▶ [WORK ORDER] From the entries below, reproduce exactly the line containing "config.temporal.workflow_name = WORKFLOW_NAME.to_string();", the line containing "serde_json::from_slice(&body_bytes).unwrap_or(Value::Null)", and every line in between, with nothing added.

(Stored data entries)
--*--
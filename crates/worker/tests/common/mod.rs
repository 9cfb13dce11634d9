//! Common test utilities for in-process API testing.
//!
//! Builds the router around a real worker whose shared path is a temporary
//! directory, so runs bag real transfers.

#![allow(dead_code)]

use std::path::PathBuf;
use std::sync::Arc;

use axum::body::Body;
use axum::http::{Request, StatusCode};
use axum::Router;
use http_body_util::BodyExt;
use serde_json::Value;
use tempfile::TempDir;
use tower::ServiceExt;

use preprocessing_core::{
    runtime::{ActivityRegistry, InMemoryHistoryStore},
    BagCreateActivity, ChecksumAlgorithm, Configuration, PreprocessingWorkflow, Worker,
};
use preprocessing_worker::{api::create_router, state::AppState};

/// Re-export fixtures for test convenience
pub use preprocessing_core::testing::fixtures;

pub const WORKFLOW_NAME: &str = "preprocessing";

/// In-process worker API backed by a temporary shared path.
pub struct TestFixture {
    pub router: Router,
    pub worker: Arc<Worker>,
    pub shared_path: PathBuf,
    _temp_dir: TempDir,
}

/// Response from the test server.
#[derive(Debug)]
pub struct TestResponse {
    pub status: StatusCode,
    pub body: Value,
    pub text: String,
}

impl TestFixture {
    pub fn new() -> Self {
        let temp_dir = TempDir::new().expect("Failed to create temp dir");
        let shared_path = temp_dir.path().to_path_buf();

        let mut config = Configuration::default();
        config.shared_path = shared_path.display().to_string();
        config.temporal.task_queue = "preprocessing".to_string();
        config.temporal.workflow_name = WORKFLOW_NAME.to_string();

        let mut registry = ActivityRegistry::new();
        registry.register(BagCreateActivity::new(ChecksumAlgorithm::Sha256));
        let worker = Arc::new(Worker::new(
            PreprocessingWorkflow::new(&shared_path),
            registry,
            Arc::new(InMemoryHistoryStore::new()),
            1,
        ));

        let state = Arc::new(AppState::new(config, Arc::clone(&worker)));
        let router = create_router(state);

        Self {
            router,
            worker,
            shared_path,
            _temp_dir: temp_dir,
        }
    }

    /// Create a transfer under the shared path and return its name.
    pub fn transfer(&self, name: &str) -> String {
        fixtures::write_transfer(&self.shared_path, name).expect("Failed to write transfer");
        name.to_string()
    }

    /// Send a GET request to the test server.
    pub async fn get(&self, path: &str) -> TestResponse {
        self.request("GET", path, None).await
    }

    /// Send a POST request with JSON body.
    pub async fn post(&self, path: &str, body: Value) -> TestResponse {
        self.request("POST", path, Some(body)).await
    }

    /// Send a request to the test server.
    async fn request(&self, method: &str, path: &str, body: Option<Value>) -> TestResponse {
        let mut request_builder = Request::builder().method(method).uri(path);

        let body = if let Some(json_body) = body {
            request_builder = request_builder.header("Content-Type", "application/json");
            Body::from(serde_json::to_vec(&json_body).unwrap())
        } else {
            Body::empty()
        };

        let request = request_builder.body(body).unwrap();

        let response = self
            .router
            .clone()
            .oneshot(request)
            .await
            .expect("Failed to send request");

        let status = response.status();
        let body_bytes = response
            .into_body()
            .collect()
            .await
            .expect("Failed to collect body")
            .to_bytes();

        let text = String::from_utf8_lossy(&body_bytes).to_string();
        let body: Value = if body_bytes.is_empty() {
            Value::Null
        } else {
            serde_json::from_slice(&body_bytes).unwrap_or(Value::Null)
        };

        TestResponse { status, body, text }
    }
}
--*--
▶ [ANSWER FOR THIS EXERCISE]
        config.temporal.workflow_name = WORKFLOW_NAME.to_string();

        let mut registry = ActivityRegistry::new();
        registry.register(BagCreateActivity::new(ChecksumAlgorithm::Sha256));
        let worker = Arc::new(Worker::new(
            PreprocessingWorkflow::new(&shared_path),
            registry,
            Arc::new(InMemoryHistoryStore::new()),
            1,
        ));

        let state = Arc::new(AppState::new(config, Arc::clone(&worker)));
        let router = create_router(state);

        Self {
            router,
            worker,
            shared_path,
            _temp_dir: temp_dir,
        }
    }

    /// Create a transfer under the shared path and return its name.
    pub fn transfer(&self, name: &str) -> String {
        fixtures::write_transfer(&self.shared_path, name).expect("Failed to write transfer");
        name.to_string()
    }

    /// Send a GET request to the test server.
    pub async fn get(&self, path: &str) -> TestResponse {
        self.request("GET", path, None).await
    }

    /// Send a POST request with JSON body.
    pub async fn post(&self, path: &str, body: Value) -> TestResponse {
        self.request("POST", path, Some(body)).await
    }

    /// Send a request to the test server.
    async fn request(&self, method: &str, path: &str, body: Option<Value>) -> TestResponse {
        let mut request_builder = Request::builder().method(method).uri(path);

        let body = if let Some(json_body) = body {
            request_builder = request_builder.header("Content-Type", "application/json");
            Body::from(serde_json::to_vec(&json_body).unwrap())
        } else {
            Body::empty()
        };

        let request = request_builder.body(body).unwrap();

        let response = self
            .router
            .clone()
            .oneshot(request)
            .await
            .expect("Failed to send request");

        let status = response.status();
        let body_bytes = response
            .into_body()
            .collect()
            .await
            .expect("Failed to collect body")
            .to_bytes();

        let text = String::from_utf8_lossy(&body_bytes).to_string();
        let body: Value = if body_bytes.is_empty() {
            Value::Null
        } else {
            serde_json::from_slice(&body_bytes).unwrap_or(Value::Null)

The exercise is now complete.